Publicamos la entrevista que el “Caballero Audaz” le hizo a Galdós poco antes de su muerte.
La entrevista:
Hemos llegado a su casa, que es un hotelito estilo árabe, enclavado en este hermoso barrio de Argüelles…
Victoriano, el antiguo criado, me ha hecho pasar a una habitación de la izquierda, donde esperamos a que don Benito termine de comer.
¿Qué hay en esta habitación.?…
Muchos libros, algo de desorden y un poco de la triste vejez…
En el centro, la poltrona donde se hunde don Benito…
Sobre una mecedora de rejilla, su clásico sombrero negro y la bufanda, una bufanda verde…
En un rincón, una cayadita delgada de caña americana…
Sobre las librerías, tres bustos escultóricos del «maestro», uno modelado por el admirable cincel de Carretero.
Las zapatillas rusas, abandonadas debajo de la mesa. Y encima de unos de los estantes, cuatro fundas de gafas…
Pasos lentos y arrastrados se acercan…
Es el patriarca, el maestro, el padre espiritual de todos los escritores jóvenes que tuvimos la suerte de conocer este viejo alcázar de las letras… ¡Don Benito!…
De su fortaleza de roble no conserva más que el recio esqueleto, agobiado por el peso de sus setenta años de trabajo.
El gabán, hecho cuando su cuerpo estaba más pujado, le cuelga de los hombros como de una percha.
Casi cieguecito, con sus gafas negras, andando con lentitud y adelantando instintivamente la mano derecha antes de dar el paso, con su gabancete deshilachado por los bolsillos y por las mangas, con su gorrilla gris y su cabello largo y acaracolado por el cuello, don Benito, el maestro, el pensador, el abuelo, nos ha dado la visión horrible del menesteroso…
¡Y nuestra tristeza ha sido profundísima.!
— ¡Mala hora!… ¡Muy mala hora!… ¡No vamos a poder hablar!… Tengo citado el coche a las tres y media para ir al teatro.

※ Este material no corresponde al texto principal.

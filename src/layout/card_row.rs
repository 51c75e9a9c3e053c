//! Taffy bridge for the card row.
//!
//! Cards are equal flex items in a wrapping row: each wants at least
//! `min_card_width` cells and grows to share the remaining width. Narrow
//! terminals wrap cards onto extra lines, like the responsive 4/2/1 column
//! grid the cards come from.

use taffy::{
    AvailableSpace, Dimension, Display, FlexDirection, FlexWrap, LengthPercentage, NodeId, Rect,
    Size, Style, TaffyTree,
};

use crate::error::Result;
use crate::types::CardRect;

/// Geometry knobs for the card row.
#[derive(Debug, Clone, Copy, PartialEq, Eq)]
pub struct RowStyle {
    /// First row of the card area. Leave at least one row so the active card can lift.
    pub top: u16,
    pub card_height: u16,
    pub min_card_width: u16,
    /// Horizontal gap between cards.
    pub gap: u16,
    /// Vertical gap between wrapped lines.
    pub row_gap: u16,
    /// Left and right padding of the whole row.
    pub padding_x: u16,
}

impl Default for RowStyle {
    fn default() -> Self {
        Self {
            top: 2,
            card_height: 7,
            min_card_width: 18,
            gap: 2,
            row_gap: 1,
            padding_x: 2,
        }
    }
}

/// Computed card positions.
#[derive(Debug, Clone, PartialEq, Eq, Default)]
pub struct CardRowLayout {
    pub rects: Vec<CardRect>,
    /// First row below the card area.
    pub bottom: u16,
}

fn length(cells: u16) -> LengthPercentage {
    LengthPercentage::Length(cells as f32)
}

/// Lay out `card_count` cards across a terminal `width` cells wide.
pub fn layout_card_row(width: u16, card_count: usize, style: &RowStyle) -> Result<CardRowLayout> {
    if card_count == 0 || width == 0 {
        return Ok(CardRowLayout {
            rects: Vec::new(),
            bottom: style.top,
        });
    }

    let mut tree: TaffyTree<()> = TaffyTree::new();

    let card_style = Style {
        flex_grow: 1.0,
        flex_shrink: 0.0,
        flex_basis: Dimension::Length(style.min_card_width as f32),
        size: Size {
            width: Dimension::Auto,
            height: Dimension::Length(style.card_height as f32),
        },
        ..Default::default()
    };

    let cards = (0..card_count)
        .map(|_| tree.new_leaf(card_style.clone()))
        .collect::<std::result::Result<Vec<NodeId>, _>>()?;

    let root = tree.new_with_children(
        Style {
            display: Display::Flex,
            flex_direction: FlexDirection::Row,
            flex_wrap: FlexWrap::Wrap,
            size: Size {
                width: Dimension::Length(width as f32),
                height: Dimension::Auto,
            },
            gap: Size {
                width: length(style.gap),
                height: length(style.row_gap),
            },
            padding: Rect {
                left: length(style.padding_x),
                right: length(style.padding_x),
                top: length(0),
                bottom: length(0),
            },
            ..Default::default()
        },
        &cards,
    )?;

    tree.compute_layout(
        root,
        Size {
            width: AvailableSpace::Definite(width as f32),
            height: AvailableSpace::MaxContent,
        },
    )?;

    let mut rects = Vec::with_capacity(card_count);
    for node in cards {
        let layout = tree.layout(node)?;
        rects.push(CardRect::new(
            layout.location.x.round() as u16,
            style.top.saturating_add(layout.location.y.round() as u16),
            layout.size.width.round() as u16,
            layout.size.height.round() as u16,
        ));
    }

    let bottom = rects
        .iter()
        .map(|r| r.y.saturating_add(r.height))
        .max()
        .unwrap_or(style.top);

    Ok(CardRowLayout { rects, bottom })
}

#[cfg(test)]
mod tests {
    use super::*;

    #[test]
    fn test_empty_row() {
        let layout = layout_card_row(80, 0, &RowStyle::default()).unwrap();
        assert!(layout.rects.is_empty());
        assert_eq!(layout.bottom, 2);
    }

    #[test]
    fn test_wide_terminal_single_line() {
        let style = RowStyle::default();
        let layout = layout_card_row(86, 4, &style).unwrap();
        let rects = &layout.rects;

        assert_eq!(rects.len(), 4);
        assert!(rects.iter().all(|r| r.y == style.top));
        assert!(rects.iter().all(|r| r.height == style.card_height));
        assert!(rects.iter().all(|r| r.width >= style.min_card_width));
        assert_eq!(rects[0].x, style.padding_x);

        for pair in rects.windows(2) {
            assert!(pair[0].x + pair[0].width <= pair[1].x);
        }
        let last = rects[3];
        assert!(last.x + last.width <= 86 - style.padding_x);
        assert_eq!(layout.bottom, style.top + style.card_height);
    }

    #[test]
    fn test_narrow_terminal_wraps() {
        let style = RowStyle::default();
        let layout = layout_card_row(40, 4, &style).unwrap();
        let rects = &layout.rects;

        assert_eq!(rects.len(), 4);
        assert!(rects.iter().all(|r| r.x == style.padding_x));
        for pair in rects.windows(2) {
            assert!(pair[1].y >= pair[0].y + style.card_height);
        }
        assert!(layout.bottom > style.top + style.card_height * 3);
    }
}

Y ¿qué hora es?
— Ya son, don Benito— contesto, después de consultar el reloj.
— Bueno —exclama, tras breve silencio—; usted viene a que yo le diga algo para publicarlo. ¿Y que le voy a decir yo.?
— Nada, don Benito… Yo vengo a visitarle, pudiera ser que publicara una impresión de esta visita; pero…
—¡No! Hombre no… ¡No!… Porque dígame usted: ¡Qué le interesa a nadie eso? Tonterías… Tonterías.
—No faltaba más, don Benito, a todos nos interesa como vive usted; a todos nos agrada hablar un rato con quien tanto hemos convivido en sus libros… ¿De donde es usted?
— ¿ Que de donde soy?… ¡Pero hombre… si eso lo sabe todo el mundo! ¡De las Palmas.!
—Yo también lo sabía; pero deseaba que me lo dijera usted. ¡A qué clase de familia pertenecía usted?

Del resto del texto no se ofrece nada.